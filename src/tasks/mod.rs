//! Background Tasks Module
//!
//! Contains background tasks that run periodically during server operation.
//!
//! # Tasks
//! - Garbage collection: drops expired backend data and metadata records

mod gc;

pub use gc::spawn_gc_task;
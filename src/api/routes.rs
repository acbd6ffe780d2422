//! API Routes
//!
//! Configures the Axum router with all cache server endpoints.

use axum::{
    extract::{Request, State},
    middleware::{self, Next},
    response::Response,
    routing::{delete, get, post, put},
    Router,
};
use tower_http::{
    cors::{Any, CorsLayer},
    trace::TraceLayer,
};

use super::handlers::{
    clear_handler, delete_handler, get_handler, health_handler, invalidate_handler, set_handler,
    stats_handler, AppState,
};

/// Creates the main router with all endpoints configured.
///
/// # Endpoints
/// - `PUT /set` - Store a value, optionally tagged
/// - `GET /get/:key` - Retrieve a value by key
/// - `DELETE /del/:key` - Delete a key
/// - `POST /invalidate` - Invalidate tags
/// - `POST /clear` - Remove every entry
/// - `GET /stats` - Get cache statistics
/// - `GET /health` - Health check endpoint
///
/// # Middleware
/// - Reusable dependency data is reset after every request
/// - CORS: Allows any origin
/// - Tracing: Logs all requests
pub fn create_router(state: AppState) -> Router {
    let cors = CorsLayer::new()
        .allow_origin(Any)
        .allow_methods(Any)
        .allow_headers(Any);

    Router::new()
        .route("/set", put(set_handler))
        .route("/get/:key", get(get_handler))
        .route("/del/:key", delete(delete_handler))
        .route("/invalidate", post(invalidate_handler))
        .route("/clear", post(clear_handler))
        .route("/stats", get(stats_handler))
        .route("/health", get(health_handler))
        .layer(middleware::from_fn_with_state(
            state.clone(),
            reset_reusable_data,
        ))
        .layer(cors)
        .layer(TraceLayer::new_for_http())
        .with_state(state)
}

/// Each request is one unit of work for reusable dependencies.
async fn reset_reusable_data(State(state): State<AppState>, request: Request, next: Next) -> Response {
    let response = next.run(request).await;
    state.cache.reset_reusable_data();
    response
}
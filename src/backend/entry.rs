//! Stored Entry Module
//!
//! Raw value plus its backend-level expiry.

use serde::{Deserialize, Serialize};
use serde_json::Value;

use crate::cache::{current_timestamp_ms, Ttl};

// == Stored Entry ==
#[derive(Debug, Clone, PartialEq, Serialize, Deserialize)]
pub struct StoredEntry {
    pub value: Value,
    /// Expiration timestamp (Unix milliseconds), None = no expiration
    #[serde(default)]
    pub expires_at: Option<u64>,
}

impl StoredEntry {
    pub fn new(value: Value, ttl: Ttl) -> Self {
        Self {
            value,
            expires_at: ttl.expiry_from(current_timestamp_ms()),
        }
    }

    /// Expired once `now_ms` reaches the expiry.
    pub fn is_expired_at(&self, now_ms: u64) -> bool {
        matches!(self.expires_at, Some(expires) if now_ms >= expires)
    }

    pub fn is_expired(&self) -> bool {
        self.is_expired_at(current_timestamp_ms())
    }

    /// Remaining lifetime in milliseconds, None if it never expires.
    pub fn ttl_remaining_ms(&self) -> Option<u64> {
        self.expires_at
            .map(|expires| expires.saturating_sub(current_timestamp_ms()))
    }
}

#[cfg(test)]
mod tests {
    use super::*;
    use serde_json::json;

    #[test]
    fn test_forever_entry() {
        let entry = StoredEntry::new(json!("v"), Ttl::forever());
        assert!(entry.expires_at.is_none());
        assert!(!entry.is_expired_at(u64::MAX));
        assert!(entry.ttl_remaining_ms().is_none());
    }

    #[test]
    fn test_expiry_boundary() {
        let entry = StoredEntry {
            value: json!(1),
            expires_at: Some(100),
        };
        assert!(!entry.is_expired_at(99));
        assert!(entry.is_expired_at(100));
    }

    #[test]
    fn test_ttl_remaining() {
        let entry = StoredEntry::new(json!(1), Ttl::seconds(10));
        let remaining = entry.ttl_remaining_ms().unwrap();
        assert!(remaining <= 10_000 && remaining >= 9_000);
    }

    #[test]
    fn test_serde_shape() {
        let entry: StoredEntry = serde_json::from_str(r#"{"value":{"a":1}}"#).unwrap();
        assert_eq!(entry.value, json!({"a": 1}));
        assert!(entry.expires_at.is_none());
    }
}
//! TTL Module
//!
//! Time-to-live value object shared by the facade, backends and dependencies.

use std::time::Duration;

// == Ttl ==
/// A duration in whole seconds, or forever.
///
/// Zero and negative durations are "already expired".
#[derive(Debug, Clone, Copy, PartialEq, Eq, Hash, Default)]
pub struct Ttl(Option<i64>);

impl Ttl {
    // == Constructors ==
    pub const fn forever() -> Self {
        Self(None)
    }

    pub const fn seconds(secs: i64) -> Self {
        Self(Some(secs))
    }

    pub const fn minutes(mins: i64) -> Self {
        Self(Some(mins * 60))
    }

    pub const fn hours(hours: i64) -> Self {
        Self(Some(hours * 3600))
    }

    pub const fn days(days: i64) -> Self {
        Self(Some(days * 86_400))
    }

    // == Accessors ==
    /// Seconds to live, `None` for forever.
    pub fn as_secs(&self) -> Option<i64> {
        self.0
    }

    pub fn is_forever(&self) -> bool {
        self.0.is_none()
    }

    /// True for zero or negative durations.
    pub fn is_expired(&self) -> bool {
        matches!(self.0, Some(secs) if secs <= 0)
    }

    // == Expiry ==
    /// Absolute expiry in Unix milliseconds, counted from `now_ms`.
    pub fn expiry_from(&self, now_ms: u64) -> Option<u64> {
        self.0.map(|secs| {
            if secs <= 0 {
                now_ms
            } else {
                now_ms.saturating_add((secs as u64).saturating_mul(1000))
            }
        })
    }
}

impl From<Duration> for Ttl {
    fn from(duration: Duration) -> Self {
        Self(Some(i64::try_from(duration.as_secs()).unwrap_or(i64::MAX)))
    }
}

impl From<chrono::Duration> for Ttl {
    fn from(duration: chrono::Duration) -> Self {
        Self(Some(duration.num_seconds()))
    }
}

impl From<Option<i64>> for Ttl {
    fn from(secs: Option<i64>) -> Self {
        Self(secs)
    }
}

// == Unit Tests ==
#[cfg(test)]
mod tests {
    use super::*;

    #[test]
    fn test_forever_has_no_expiry() {
        let ttl = Ttl::forever();
        assert!(ttl.is_forever());
        assert!(!ttl.is_expired());
        assert_eq!(ttl.expiry_from(1_000), None);
    }

    #[test]
    fn test_unit_constructors() {
        assert_eq!(Ttl::minutes(2).as_secs(), Some(120));
        assert_eq!(Ttl::hours(1).as_secs(), Some(3600));
        assert_eq!(Ttl::days(1).as_secs(), Some(86_400));
    }

    #[test]
    fn test_from_durations() {
        assert_eq!(Ttl::from(Duration::from_secs(90)), Ttl::seconds(90));
        assert_eq!(Ttl::from(chrono::Duration::minutes(3)), Ttl::seconds(180));
    }

    #[test]
    fn test_expiry_from() {
        assert_eq!(Ttl::seconds(5).expiry_from(10_000), Some(15_000));
    }

    #[test]
    fn test_non_positive_is_expired() {
        assert!(Ttl::seconds(0).is_expired());
        assert!(Ttl::seconds(-3).is_expired());
        assert_eq!(Ttl::seconds(-3).expiry_from(500), Some(500));
    }
}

= = = =

* DIRECTIONS FOR THIS TASK: Word for word, write out each entry shown above.

* PROBLEM SOLUTION:
filename src/tasks/mod.rs
//! Background Tasks Module
//!
//! Contains background tasks that run periodically during server operation.
//!
//! # Tasks
//! - Garbage collection: drops expired backend data and metadata records

mod gc;

pub use gc::spawn_gc_task;
filename src/api/routes.rs
repository acbd6ffe780d2422
//! API Routes
//!
//! Configures the Axum router with all cache server endpoints.

use axum::{
    extract::{Request, State},
    middleware::{self, Next},
    response::Response,
    routing::{delete, get, post, put},
    Router,
};
use tower_http::{
    cors::{Any, CorsLayer},
    trace::TraceLayer,
};

use super::handlers::{
    clear_handler, delete_handler, get_handler, health_handler, invalidate_handler, set_handler,
    stats_handler, AppState,
};

/// Creates the main router with all endpoints configured.
///
/// # Endpoints
/// - `PUT /set` - Store a value, optionally tagged
/// - `GET /get/:key` - Retrieve a value by key
/// - `DELETE /del/:key` - Delete a key
/// - `POST /invalidate` - Invalidate tags
/// - `POST /clear` - Remove every entry
/// - `GET /stats` - Get cache statistics
/// - `GET /health` - Health check endpoint
///
/// # Middleware
/// - Reusable dependency data is reset after every request
/// - CORS: Allows any origin
/// - Tracing: Logs all requests
pub fn create_router(state: AppState) -> Router {
    let cors = CorsLayer::new()
        .allow_origin(Any)
        .allow_methods(Any)
        .allow_headers(Any);

    Router::new()
        .route("/set", put(set_handler))
        .route("/get/:key", get(get_handler))
        .route("/del/:key", delete(delete_handler))
        .route("/invalidate", post(invalidate_handler))
        .route("/clear", post(clear_handler))
        .route("/stats", get(stats_handler))
        .route("/health", get(health_handler))
        .layer(middleware::from_fn_with_state(
            state.clone(),
            reset_reusable_data,
        ))
        .layer(cors)
        .layer(TraceLayer::new_for_http())
        .with_state(state)
}

/// Each request is one unit of work for reusable dependencies.
async fn reset_reusable_data(State(state): State<AppState>, request: Request, next: Next) -> Response {
    let response = next.run(request).await;
    state.cache.reset_reusable_data();
    response
}
filename src/backend/entry.rs
//! Stored Entry Module
//!
//! Raw value plus its backend-level expiry.

use serde::{Deserialize, Serialize};
use serde_json::Value;

use crate::cache::{current_timestamp_ms, Ttl};

// == Stored Entry ==
#[derive(Debug, Clone, PartialEq, Serialize, Deserialize)]
pub struct StoredEntry {
    pub value: Value,
    /// Expiration timestamp (Unix milliseconds), None = no expiration
    #[serde(default)]
    pub expires_at: Option<u64>,
}

impl StoredEntry {
    pub fn new(value: Value, ttl: Ttl) -> Self {
        Self {
            value,
            expires_at: ttl.expiry_from(current_timestamp_ms()),
        }
    }

    /// Expired once `now_ms` reaches the expiry.
    pub fn is_expired_at(&self, now_ms: u64) -> bool {
        matches!(self.expires_at, Some(expires) if now_ms >= expires)
    }

    pub fn is_expired(&self) -> bool {
        self.is_expired_at(current_timestamp_ms())
    }

    /// Remaining lifetime in milliseconds, None if it never expires.
    pub fn ttl_remaining_ms(&self) -> Option<u64> {
        self.expires_at
            .map(|expires| expires.saturating_sub(current_timestamp_ms()))
    }
}

#[cfg(test)]
mod tests {
    use super::*;
    use serde_json::json;

    #[test]
    fn test_forever_entry() {
        let entry = StoredEntry::new(json!("v"), Ttl::forever());
        assert!(entry.expires_at.is_none());
        assert!(!entry.is_expired_at(u64::MAX));
        assert!(entry.ttl_remaining_ms().is_none());
    }

    #[test]
    fn test_expiry_boundary() {
        let entry = StoredEntry {
            value: json!(1),
            expires_at: Some(100),
        };
        assert!(!entry.is_expired_at(99));
        assert!(entry.is_expired_at(100));
    }

    #[test]
    fn test_ttl_remaining() {
        let entry = StoredEntry::new(json!(1), Ttl::seconds(10));
        let remaining = entry.ttl_remaining_ms().unwrap();
        assert!(remaining <= 10_000 && remaining >= 9_000);
    }

    #[test]
    fn test_serde_shape() {
        let entry: StoredEntry = serde_json::from_str(r#"{"value":{"a":1}}"#).unwrap();
        assert_eq!(entry.value, json!({"a": 1}));
        assert!(entry.expires_at.is_none());
    }
}
//! TTL Module
//!
//! Time-to-live value object shared by the facade, backends and dependencies.

use std::time::Duration;

// == Ttl ==
/// A duration in whole seconds, or forever.
///
/// Zero and negative durations are "already expired".
#[derive(Debug, Clone, Copy, PartialEq, Eq, Hash, Default)]
pub struct Ttl(Option<i64>);

impl Ttl {
    // == Constructors ==
    pub const fn forever() -> Self {
        Self(None)
    }

    pub const fn seconds(secs: i64) -> Self {
        Self(Some(secs))
    }

    pub const fn minutes(mins: i64) -> Self {
        Self(Some(mins * 60))
    }

    pub const fn hours(hours: i64) -> Self {
        Self(Some(hours * 3600))
    }

    pub const fn days(days: i64) -> Self {
        Self(Some(days * 86_400))
    }

    // == Accessors ==
    /// Seconds to live, `None` for forever.
    pub fn as_secs(&self) -> Option<i64> {
        self.0
    }

    pub fn is_forever(&self) -> bool {
        self.0.is_none()
    }

    /// True for zero or negative durations.
    pub fn is_expired(&self) -> bool {
        matches!(self.0, Some(secs) if secs <= 0)
    }

    // == Expiry ==
    /// Absolute expiry in Unix milliseconds, counted from `now_ms`.
    pub fn expiry_from(&self, now_ms: u64) -> Option<u64> {
        self.0.map(|secs| {
            if secs <= 0 {
                now_ms
            } else {
                now_ms.saturating_add((secs as u64).saturating_mul(1000))
            }
        })
    }
}

impl From<Duration> for Ttl {
    fn from(duration: Duration) -> Self {
        Self(Some(i64::try_from(duration.as_secs()).unwrap_or(i64::MAX)))
    }
}

impl From<chrono::Duration> for Ttl {
    fn from(duration: chrono::Duration) -> Self {
        Self(Some(duration.num_seconds()))
    }
}

impl From<Option<i64>> for Ttl {
    fn from(secs: Option<i64>) -> Self {
        Self(secs)
    }
}

// == Unit Tests ==
#[cfg(test)]
mod tests {
    use super::*;

    #[test]
    fn test_forever_has_no_expiry() {
        let ttl = Ttl::forever();
        assert!(ttl.is_forever());
        assert!(!ttl.is_expired());
        assert_eq!(ttl.expiry_from(1_000), None);
    }

    #[test]
    fn test_unit_constructors() {
        assert_eq!(Ttl::minutes(2).as_secs(), Some(120));
        assert_eq!(Ttl::hours(1).as_secs(), Some(3600));
        assert_eq!(Ttl::days(1).as_secs(), Some(86_400));
    }

    #[test]
    fn test_from_durations() {
        assert_eq!(Ttl::from(Duration::from_secs(90)), Ttl::seconds(90));
        assert_eq!(Ttl::from(chrono::Duration::minutes(3)), Ttl::seconds(180));
    }

    #[test]
    fn test_expiry_from() {
        assert_eq!(Ttl::seconds(5).expiry_from(10_000), Some(15_000));
    }

    #[test]
    fn test_non_positive_is_expired() {
        assert!(Ttl::seconds(0).is_expired());
        assert!(Ttl::seconds(-3).is_expired());
        assert_eq!(Ttl::seconds(-3).expiry_from(500), Some(500));
    }
}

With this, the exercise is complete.